**Task to complete:** Show every line below where "match" appears.

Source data
--- START ---

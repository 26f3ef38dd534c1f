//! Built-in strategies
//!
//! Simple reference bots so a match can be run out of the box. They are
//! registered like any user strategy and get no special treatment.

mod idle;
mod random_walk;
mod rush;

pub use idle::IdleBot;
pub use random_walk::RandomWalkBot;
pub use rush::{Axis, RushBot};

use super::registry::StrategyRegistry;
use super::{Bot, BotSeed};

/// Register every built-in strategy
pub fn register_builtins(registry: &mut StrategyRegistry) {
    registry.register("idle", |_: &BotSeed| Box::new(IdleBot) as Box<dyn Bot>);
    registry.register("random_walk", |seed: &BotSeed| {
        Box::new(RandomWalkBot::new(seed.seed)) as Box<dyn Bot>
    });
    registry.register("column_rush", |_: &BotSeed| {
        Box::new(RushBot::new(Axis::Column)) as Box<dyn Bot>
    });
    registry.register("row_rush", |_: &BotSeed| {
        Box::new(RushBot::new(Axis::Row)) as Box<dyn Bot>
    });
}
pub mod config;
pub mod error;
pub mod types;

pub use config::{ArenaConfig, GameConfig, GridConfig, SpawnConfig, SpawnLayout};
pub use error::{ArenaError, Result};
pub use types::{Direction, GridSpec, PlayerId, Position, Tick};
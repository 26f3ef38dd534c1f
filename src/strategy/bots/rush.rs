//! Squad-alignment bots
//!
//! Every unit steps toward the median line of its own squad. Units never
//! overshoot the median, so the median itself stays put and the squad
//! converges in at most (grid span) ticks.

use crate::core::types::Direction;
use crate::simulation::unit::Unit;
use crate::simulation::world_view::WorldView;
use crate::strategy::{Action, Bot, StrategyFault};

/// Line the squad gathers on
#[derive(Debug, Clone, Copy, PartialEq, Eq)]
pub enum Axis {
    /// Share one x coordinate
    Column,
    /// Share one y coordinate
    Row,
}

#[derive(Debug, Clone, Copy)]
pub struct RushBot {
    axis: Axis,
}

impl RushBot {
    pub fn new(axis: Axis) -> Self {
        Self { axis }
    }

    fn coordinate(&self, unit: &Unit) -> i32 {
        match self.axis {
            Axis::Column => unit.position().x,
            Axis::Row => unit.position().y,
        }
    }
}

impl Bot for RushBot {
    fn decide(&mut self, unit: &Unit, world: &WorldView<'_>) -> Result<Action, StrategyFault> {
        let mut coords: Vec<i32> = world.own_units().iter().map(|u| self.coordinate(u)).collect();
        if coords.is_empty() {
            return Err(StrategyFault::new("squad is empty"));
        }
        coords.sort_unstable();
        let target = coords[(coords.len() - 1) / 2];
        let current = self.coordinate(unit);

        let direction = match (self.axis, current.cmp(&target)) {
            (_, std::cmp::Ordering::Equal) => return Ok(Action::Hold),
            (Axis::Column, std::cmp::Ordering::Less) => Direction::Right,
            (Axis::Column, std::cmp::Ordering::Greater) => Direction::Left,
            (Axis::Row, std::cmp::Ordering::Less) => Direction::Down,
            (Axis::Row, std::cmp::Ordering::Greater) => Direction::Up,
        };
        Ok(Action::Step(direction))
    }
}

--- END ---
--- START ---

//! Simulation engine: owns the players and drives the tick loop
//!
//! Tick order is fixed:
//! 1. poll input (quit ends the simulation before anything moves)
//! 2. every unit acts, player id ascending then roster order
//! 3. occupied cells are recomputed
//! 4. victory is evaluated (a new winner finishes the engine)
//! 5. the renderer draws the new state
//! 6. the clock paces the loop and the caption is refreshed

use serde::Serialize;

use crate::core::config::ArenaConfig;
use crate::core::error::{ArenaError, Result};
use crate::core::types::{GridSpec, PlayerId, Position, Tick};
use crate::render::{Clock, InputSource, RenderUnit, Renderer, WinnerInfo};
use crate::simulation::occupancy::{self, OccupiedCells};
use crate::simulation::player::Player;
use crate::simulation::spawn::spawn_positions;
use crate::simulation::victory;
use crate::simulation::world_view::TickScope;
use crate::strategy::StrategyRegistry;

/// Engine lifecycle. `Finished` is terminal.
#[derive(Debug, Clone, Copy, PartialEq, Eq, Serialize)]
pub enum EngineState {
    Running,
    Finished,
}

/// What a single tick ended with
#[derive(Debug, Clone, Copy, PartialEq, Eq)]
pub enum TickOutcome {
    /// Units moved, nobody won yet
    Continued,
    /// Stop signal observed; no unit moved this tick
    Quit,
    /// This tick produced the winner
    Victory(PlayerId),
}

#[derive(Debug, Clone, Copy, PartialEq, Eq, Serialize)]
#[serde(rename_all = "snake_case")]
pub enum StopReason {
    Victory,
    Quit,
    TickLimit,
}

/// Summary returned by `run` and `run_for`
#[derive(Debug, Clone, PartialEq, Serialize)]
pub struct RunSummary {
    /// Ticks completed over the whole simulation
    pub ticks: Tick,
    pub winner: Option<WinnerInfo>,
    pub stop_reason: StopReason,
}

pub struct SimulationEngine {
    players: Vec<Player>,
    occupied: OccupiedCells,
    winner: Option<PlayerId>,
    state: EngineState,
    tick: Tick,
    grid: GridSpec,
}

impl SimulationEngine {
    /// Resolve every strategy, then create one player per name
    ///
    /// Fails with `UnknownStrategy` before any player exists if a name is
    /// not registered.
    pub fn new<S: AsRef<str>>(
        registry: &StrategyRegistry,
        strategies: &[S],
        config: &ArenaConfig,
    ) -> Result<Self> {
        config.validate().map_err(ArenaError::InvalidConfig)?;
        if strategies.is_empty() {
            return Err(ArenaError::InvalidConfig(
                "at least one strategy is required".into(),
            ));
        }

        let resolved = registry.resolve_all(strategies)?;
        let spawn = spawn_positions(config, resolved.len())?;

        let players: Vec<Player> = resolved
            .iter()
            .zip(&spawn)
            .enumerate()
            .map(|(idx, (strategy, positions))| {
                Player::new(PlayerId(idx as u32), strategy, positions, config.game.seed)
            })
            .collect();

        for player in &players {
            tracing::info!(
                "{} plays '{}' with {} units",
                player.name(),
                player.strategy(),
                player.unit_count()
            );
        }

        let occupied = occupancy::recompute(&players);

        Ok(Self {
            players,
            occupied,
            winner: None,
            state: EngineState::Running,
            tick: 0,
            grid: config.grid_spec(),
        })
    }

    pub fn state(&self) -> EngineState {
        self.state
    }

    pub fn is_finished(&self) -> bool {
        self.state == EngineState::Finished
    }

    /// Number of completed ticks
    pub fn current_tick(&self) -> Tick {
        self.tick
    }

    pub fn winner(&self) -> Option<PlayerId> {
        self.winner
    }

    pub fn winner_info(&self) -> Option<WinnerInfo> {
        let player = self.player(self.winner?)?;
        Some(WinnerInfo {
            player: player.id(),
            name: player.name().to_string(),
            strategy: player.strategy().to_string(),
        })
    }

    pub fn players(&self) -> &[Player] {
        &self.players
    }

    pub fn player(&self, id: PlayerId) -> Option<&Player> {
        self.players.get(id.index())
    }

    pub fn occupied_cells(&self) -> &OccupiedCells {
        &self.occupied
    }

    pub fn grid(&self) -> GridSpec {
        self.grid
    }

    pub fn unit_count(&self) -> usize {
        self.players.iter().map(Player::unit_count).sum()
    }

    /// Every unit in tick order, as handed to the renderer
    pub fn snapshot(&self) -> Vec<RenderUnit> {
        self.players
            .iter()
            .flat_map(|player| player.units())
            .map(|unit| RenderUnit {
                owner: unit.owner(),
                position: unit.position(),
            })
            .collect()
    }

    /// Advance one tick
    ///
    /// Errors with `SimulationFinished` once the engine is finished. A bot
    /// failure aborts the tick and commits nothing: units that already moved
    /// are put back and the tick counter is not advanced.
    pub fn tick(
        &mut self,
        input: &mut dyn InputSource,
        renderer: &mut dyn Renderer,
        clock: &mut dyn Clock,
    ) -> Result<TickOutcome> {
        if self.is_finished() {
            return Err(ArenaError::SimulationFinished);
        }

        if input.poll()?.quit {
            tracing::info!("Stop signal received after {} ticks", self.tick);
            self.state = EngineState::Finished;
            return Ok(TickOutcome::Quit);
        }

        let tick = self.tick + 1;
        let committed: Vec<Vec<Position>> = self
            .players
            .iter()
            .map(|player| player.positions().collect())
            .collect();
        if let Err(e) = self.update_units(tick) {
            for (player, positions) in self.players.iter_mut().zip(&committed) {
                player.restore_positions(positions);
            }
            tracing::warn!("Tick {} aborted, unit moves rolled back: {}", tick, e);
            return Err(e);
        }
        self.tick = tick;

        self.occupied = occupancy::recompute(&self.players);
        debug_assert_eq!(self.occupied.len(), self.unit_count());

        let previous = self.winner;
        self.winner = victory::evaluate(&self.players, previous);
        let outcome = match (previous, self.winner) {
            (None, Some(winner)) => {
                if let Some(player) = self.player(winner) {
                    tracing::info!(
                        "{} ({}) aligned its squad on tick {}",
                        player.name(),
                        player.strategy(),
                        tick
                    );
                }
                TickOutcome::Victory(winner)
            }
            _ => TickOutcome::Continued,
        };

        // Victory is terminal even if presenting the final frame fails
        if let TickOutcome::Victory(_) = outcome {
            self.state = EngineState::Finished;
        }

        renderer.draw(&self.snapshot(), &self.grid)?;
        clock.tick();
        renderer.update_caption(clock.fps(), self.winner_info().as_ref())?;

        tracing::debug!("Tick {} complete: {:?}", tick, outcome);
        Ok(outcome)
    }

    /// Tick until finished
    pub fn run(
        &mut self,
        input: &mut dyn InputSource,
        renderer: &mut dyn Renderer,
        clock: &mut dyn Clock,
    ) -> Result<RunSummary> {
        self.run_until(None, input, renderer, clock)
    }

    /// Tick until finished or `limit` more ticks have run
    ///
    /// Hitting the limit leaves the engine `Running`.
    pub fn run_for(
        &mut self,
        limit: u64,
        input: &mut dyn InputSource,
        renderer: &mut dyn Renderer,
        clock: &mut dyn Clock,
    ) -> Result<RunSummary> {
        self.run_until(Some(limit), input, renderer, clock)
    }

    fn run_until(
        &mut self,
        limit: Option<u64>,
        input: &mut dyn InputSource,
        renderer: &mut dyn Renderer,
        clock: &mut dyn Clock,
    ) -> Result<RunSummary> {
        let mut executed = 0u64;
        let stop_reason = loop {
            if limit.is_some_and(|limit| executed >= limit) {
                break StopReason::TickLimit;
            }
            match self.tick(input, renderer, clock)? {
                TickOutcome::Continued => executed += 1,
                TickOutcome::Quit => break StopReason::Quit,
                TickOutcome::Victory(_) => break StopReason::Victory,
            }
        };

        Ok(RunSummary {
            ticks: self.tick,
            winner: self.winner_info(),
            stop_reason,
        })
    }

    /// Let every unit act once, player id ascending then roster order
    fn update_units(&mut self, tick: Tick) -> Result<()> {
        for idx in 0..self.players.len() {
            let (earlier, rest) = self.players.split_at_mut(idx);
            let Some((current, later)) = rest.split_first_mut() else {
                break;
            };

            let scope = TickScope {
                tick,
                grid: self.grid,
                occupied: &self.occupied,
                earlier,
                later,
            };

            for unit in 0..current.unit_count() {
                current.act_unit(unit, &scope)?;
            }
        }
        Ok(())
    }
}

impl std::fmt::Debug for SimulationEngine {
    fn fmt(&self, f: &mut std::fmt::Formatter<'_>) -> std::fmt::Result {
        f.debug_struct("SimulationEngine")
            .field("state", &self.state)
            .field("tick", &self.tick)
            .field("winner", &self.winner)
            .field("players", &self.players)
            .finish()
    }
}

--- END ---

**The completed task:**
//! Simple reference bots so a match can be run out of the box. They are
        match self.axis {
        let direction = match (self.axis, current.cmp(&target)) {
        let outcome = match (previous, self.winner) {
            match self.tick(input, renderer, clock)? {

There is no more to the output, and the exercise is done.